Why do you believe that you've only seen images from certain camera's? All the images from all those camera's are publicly available. What photos from which camera's haven't you seen?

EDIT to add: You asked if Apollo 16 did core samples. The answer is yes. All of the missions collected core samples except for Apollo 14 as far as I can tell.

EDIT 2: I only meant to reply about the camera thing originally, but I'm find more things I can give you answers for now. But anyway...


One thing that gets me in all these clips is that they appear to be struggling more with gravity than I would expect in 1/6th G. In one clip Houston suggests they turn over a large rock and they answer "no way"


Things may weight less on the Moon, but objects will still have the same mass. An astronaut in his suit will weight up to about ~300lbs on Earth, on the Moon, he'll only be ~50lbs, but his mass will still be 300lbs. So it can still take a fair bit of effort on their part. For example, when in 0G, an astronaut can't push the Shuttle around, because its mass is too great even though they are in 0G and it weighs nothing.
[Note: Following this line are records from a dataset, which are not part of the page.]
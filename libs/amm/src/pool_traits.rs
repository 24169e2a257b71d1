//! Pool types and the read interface onto a constant-product pool
//!
//! [`PoolSnapshot`] replays the pair's own state transitions (mint, burn,
//! swap, protocol fee accrual) so a caller can simulate a sequence of pool
//! operations without touching the pool.

use crate::error::{AmmError, Result};
use crate::v2_math::{narrow, V2Math, MINIMUM_LIQUIDITY};
use ethers_core::types::{Address, U256, U512};
use serde::{Deserialize, Serialize};

/// A pool oriented as base/quote
///
/// `pair` is the pool's own address, which is also the address of its LP
/// token. `base` and `quote` are the two asset tokens in caller orientation,
/// independent of how the pool orders them internally.
#[derive(Debug, Clone, Copy, PartialEq, Eq, Hash, Serialize, Deserialize)]
pub struct PoolKey {
    pub pair: Address,
    pub base: Address,
    pub quote: Address,
}

impl PoolKey {
    pub fn new(pair: Address, base: Address, quote: Address) -> Self {
        Self { pair, base, quote }
    }
}

/// Pool reserves oriented as base/quote
#[derive(Debug, Clone, Copy, Default, PartialEq, Eq, Serialize, Deserialize)]
pub struct PoolReserves {
    #[serde(with = "crate::serde_u256")]
    pub base: U256,
    #[serde(with = "crate::serde_u256")]
    pub quote: U256,
}

impl PoolReserves {
    pub fn new(base: U256, quote: U256) -> Self {
        Self { base, quote }
    }

    /// Constant-product invariant `base * quote`
    pub fn invariant(&self) -> U512 {
        self.base.full_mul(self.quote)
    }

    pub fn is_empty(&self) -> bool {
        self.base.is_zero() || self.quote.is_zero()
    }

    /// `(reserve_in, reserve_out)` for a swap in the given direction
    pub fn directional(&self, base_to_quote: bool) -> (U256, U256) {
        if base_to_quote {
            (self.base, self.quote)
        } else {
            (self.quote, self.base)
        }
    }
}

/// Liquidity minted by a deposit
#[derive(Debug, Clone, Copy, PartialEq, Eq)]
pub struct MintOutcome {
    pub liquidity: U256,
    /// Minted to the protocol fee recipient before the deposit
    pub fee_liquidity: U256,
    /// Locked to the zero address on a first mint
    pub locked_liquidity: U256,
}

/// Amounts paid out by a burn
#[derive(Debug, Clone, Copy, PartialEq, Eq)]
pub struct BurnOutcome {
    pub amount_base: U256,
    pub amount_quote: U256,
    pub fee_liquidity: U256,
}

/// Reserves, LP supply and the protocol fee checkpoint of one pool
#[derive(Debug, Clone, Copy, Default, PartialEq, Eq)]
pub struct PoolSnapshot {
    pub reserves: PoolReserves,
    pub total_supply: U256,
    pub k_last: U256,
    /// Protocol fee divisor, `None` while the protocol fee is off
    pub protocol_fee_divisor: Option<u32>,
}

impl PoolSnapshot {
    /// Accrue the protocol fee the pair mints ahead of every mint and burn
    fn mint_protocol_fee(&mut self) -> Result<U256> {
        match self.protocol_fee_divisor {
            Some(divisor) => {
                let fee = V2Math::protocol_fee_liquidity(
                    &self.reserves,
                    self.total_supply,
                    self.k_last,
                    divisor,
                )?;
                self.total_supply += fee;
                Ok(fee)
            }
            None => {
                self.k_last = U256::zero();
                Ok(U256::zero())
            }
        }
    }

    fn refresh_k_last(&mut self) -> Result<()> {
        if self.protocol_fee_divisor.is_some() {
            self.k_last = narrow(self.reserves.invariant(), "k_last")?;
        }
        Ok(())
    }

    /// Burn `liquidity` for its pro-rata share of both reserves
    pub fn burn(&mut self, liquidity: U256) -> Result<BurnOutcome> {
        if liquidity > self.total_supply {
            return Err(AmmError::insufficient_liquidity("burn exceeds total supply"));
        }
        let fee_liquidity = self.mint_protocol_fee()?;
        let (amount_base, amount_quote) =
            V2Math::burn_amounts(liquidity, &self.reserves, self.total_supply)?;
        self.total_supply -= liquidity;
        self.reserves.base -= amount_base;
        self.reserves.quote -= amount_quote;
        self.refresh_k_last()?;
        Ok(BurnOutcome {
            amount_base,
            amount_quote,
            fee_liquidity,
        })
    }

    /// Mint liquidity for amounts already sized to the pool ratio
    pub fn mint(&mut self, amount_base: U256, amount_quote: U256) -> Result<MintOutcome> {
        let fee_liquidity = self.mint_protocol_fee()?;
        let liquidity = V2Math::liquidity_minted(
            amount_base,
            amount_quote,
            &self.reserves,
            self.total_supply,
        )?;
        let locked_liquidity = if self.total_supply.is_zero() {
            U256::from(MINIMUM_LIQUIDITY)
        } else {
            U256::zero()
        };
        self.total_supply += locked_liquidity + liquidity;
        self.reserves.base += amount_base;
        self.reserves.quote += amount_quote;
        self.refresh_k_last()?;
        Ok(MintOutcome {
            liquidity,
            fee_liquidity,
            locked_liquidity,
        })
    }

    /// Swap `amount_in` through the pool, returning the amount paid out
    pub fn swap(&mut self, amount_in: U256, base_to_quote: bool) -> Result<U256> {
        let (reserve_in, reserve_out) = self.reserves.directional(base_to_quote);
        let amount_out = V2Math::get_amount_out(amount_in, reserve_in, reserve_out)?;
        if amount_out.is_zero() {
            return Err(AmmError::precision_loss("swap output rounds to zero"));
        }
        if base_to_quote {
            self.reserves.base += amount_in;
            self.reserves.quote -= amount_out;
        } else {
            self.reserves.quote += amount_in;
            self.reserves.base -= amount_out;
        }
        Ok(amount_out)
    }

    /// Amounts a router deposit actually uses for the desired amounts
    pub fn deposit_amounts(&self, base_desired: U256, quote_desired: U256) -> Result<(U256, U256)> {
        if self.reserves.base.is_zero() && self.reserves.quote.is_zero() {
            return Ok((base_desired, quote_desired));
        }
        let quote_optimal = V2Math::quote(base_desired, self.reserves.base, self.reserves.quote)?;
        if quote_optimal <= quote_desired {
            return Ok((base_desired, quote_optimal));
        }
        let base_optimal = V2Math::quote(quote_desired, self.reserves.quote, self.reserves.base)?;
        Ok((base_optimal, quote_desired))
    }
}

/// Read access to pool state
pub trait PoolView {
    /// Reserves oriented by `pool.base` / `pool.quote`
    fn get_reserves(&self, pool: &PoolKey) -> Result<PoolReserves>;

    fn total_supply(&self, pool: &PoolKey) -> Result<U256>;

    fn k_last(&self, pool: &PoolKey) -> Result<U256>;

    /// `None` while the factory's protocol fee is switched off
    fn protocol_fee_divisor(&self, pool: &PoolKey) -> Result<Option<u32>>;

    fn snapshot(&self, pool: &PoolKey) -> Result<PoolSnapshot> {
        Ok(PoolSnapshot {
            reserves: self.get_reserves(pool)?,
            total_supply: self.total_supply(pool)?,
            k_last: self.k_last(pool)?,
            protocol_fee_divisor: self.protocol_fee_divisor(pool)?,
        })
    }
}
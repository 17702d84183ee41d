mod memory;

use crate::domain::{ActiveLocationRecord, LiveSnapshot};
use async_trait::async_trait;
use std::fmt::Debug;
use thiserror::Error;
use tokio::sync::watch::Receiver;

pub use memory::InMemoryStore;

/// Path under which the live records are kept, one child per agent.
pub const ACTIVE_SHOWINGS_PATH: &str = "active_showings";

#[async_trait]
pub trait LocationStore: Debug + Send + Sync {
    /// Overwrites the whole record stored under the record's agent id.
    async fn set(&self, record: ActiveLocationRecord) -> Result<(), StoreError>;

    /// Deletes the record of an agent, a missing record is not an error.
    async fn remove(&self, agent_id: &str) -> Result<(), StoreError>;

    fn watch(&self) -> Receiver<LiveSnapshot>;
}

#[derive(Error, Debug)]
pub enum StoreError {
    #[error("request error: {0}")]
    Request(#[from] reqwest::Error),
    #[error("'{0}' is not a valid key")]
    InvalidKey(String),
    #[error("invalid database url '{0}'")]
    InvalidUrl(String),
}
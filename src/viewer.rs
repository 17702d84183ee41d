use crate::domain::{ActiveLocationRecord, LiveMap};
use crate::subscriber::{Subscriber, Subscription};
use chrono::Utc;
use std::collections::HashMap;
use std::time::Duration;
use tracing::{info, warn};

/// How agents are named on screen.
#[derive(Clone, Debug, Default)]
pub struct AgentLabels {
    own_agent_id: Option<String>,
    names: HashMap<String, String>,
}

impl AgentLabels {
    pub fn new(own_agent_id: Option<&str>, names: HashMap<String, String>) -> Self {
        AgentLabels {
            own_agent_id: own_agent_id.map(str::to_string),
            names,
        }
    }

    /// A configured display name wins, otherwise "You" for the viewing agent and "Agent" for everybody else.
    pub fn label_for(&self, agent_id: &str) -> &str {
        if let Some(name) = self.names.get(agent_id).filter(|name| !name.trim().is_empty()) {
            return name;
        }

        if self.own_agent_id.as_deref() == Some(agent_id) { "You" } else { "Agent" }
    }
}

/// Logs the live set as it changes. Stale records are only flagged, never removed.
pub fn watch_all(subscriber: &Subscriber, labels: AgentLabels, stale_after: Duration) -> Subscription {
    subscriber.subscribe_all(move |live| log_live_set(live, &labels, Utc::now().timestamp_millis(), stale_after))
}

pub fn watch_agent(subscriber: &Subscriber, agent_id: &str, labels: AgentLabels, stale_after: Duration) -> Subscription {
    let watched = agent_id.to_string();
    subscriber.subscribe_one(agent_id, move |record| match record {
        Some(record) => log_record(record, &labels, Utc::now().timestamp_millis(), stale_after),
        None => info!(agent_id = watched, "👀 {} ({}) is not live", labels.label_for(&watched), watched),
    })
}

fn log_live_set(live: &LiveMap, labels: &AgentLabels, now_ms: i64, stale_after: Duration) {
    info!("👀 {} agent(s) live", live.len());

    let mut records = live.values().collect::<Vec<_>>();
    records.sort_by(|a, b| a.agent_id.cmp(&b.agent_id));
    for record in records {
        log_record(record, labels, now_ms, stale_after);
    }
}

fn log_record(record: &ActiveLocationRecord, labels: &AgentLabels, now_ms: i64, stale_after: Duration) {
    let label = labels.label_for(&record.agent_id);
    let age = record.age(now_ms);
    if record.is_stale(now_ms, stale_after) {
        #[rustfmt::skip]
        warn!(agent_id = record.agent_id, showing_id = record.showing_id, "⚠️ {} last reported {}s ago, it may no longer be live", label, age.as_secs());
        return;
    }

    let location = record.location();
    info!(
        agent_id = record.agent_id,
        showing_id = record.showing_id,
        "📍 {} at ({:.5}, {:.5}), {}s ago",
        label,
        location.latitude,
        location.longitude,
        age.as_secs()
    );
}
That and the space suit is also fairly stiff, so it can be hard to bend and move around too.

Also if I remember correctly. The astronauts found it harder to slow down if they needed to stop suddenly when they got their forward momentum going at a decent speed. Because they'd build up speed and if you wanted to stop suddenly, you'd have to apply a lot of force to stop your 300lbs of mass wanting to continue in its current direction. Make sense?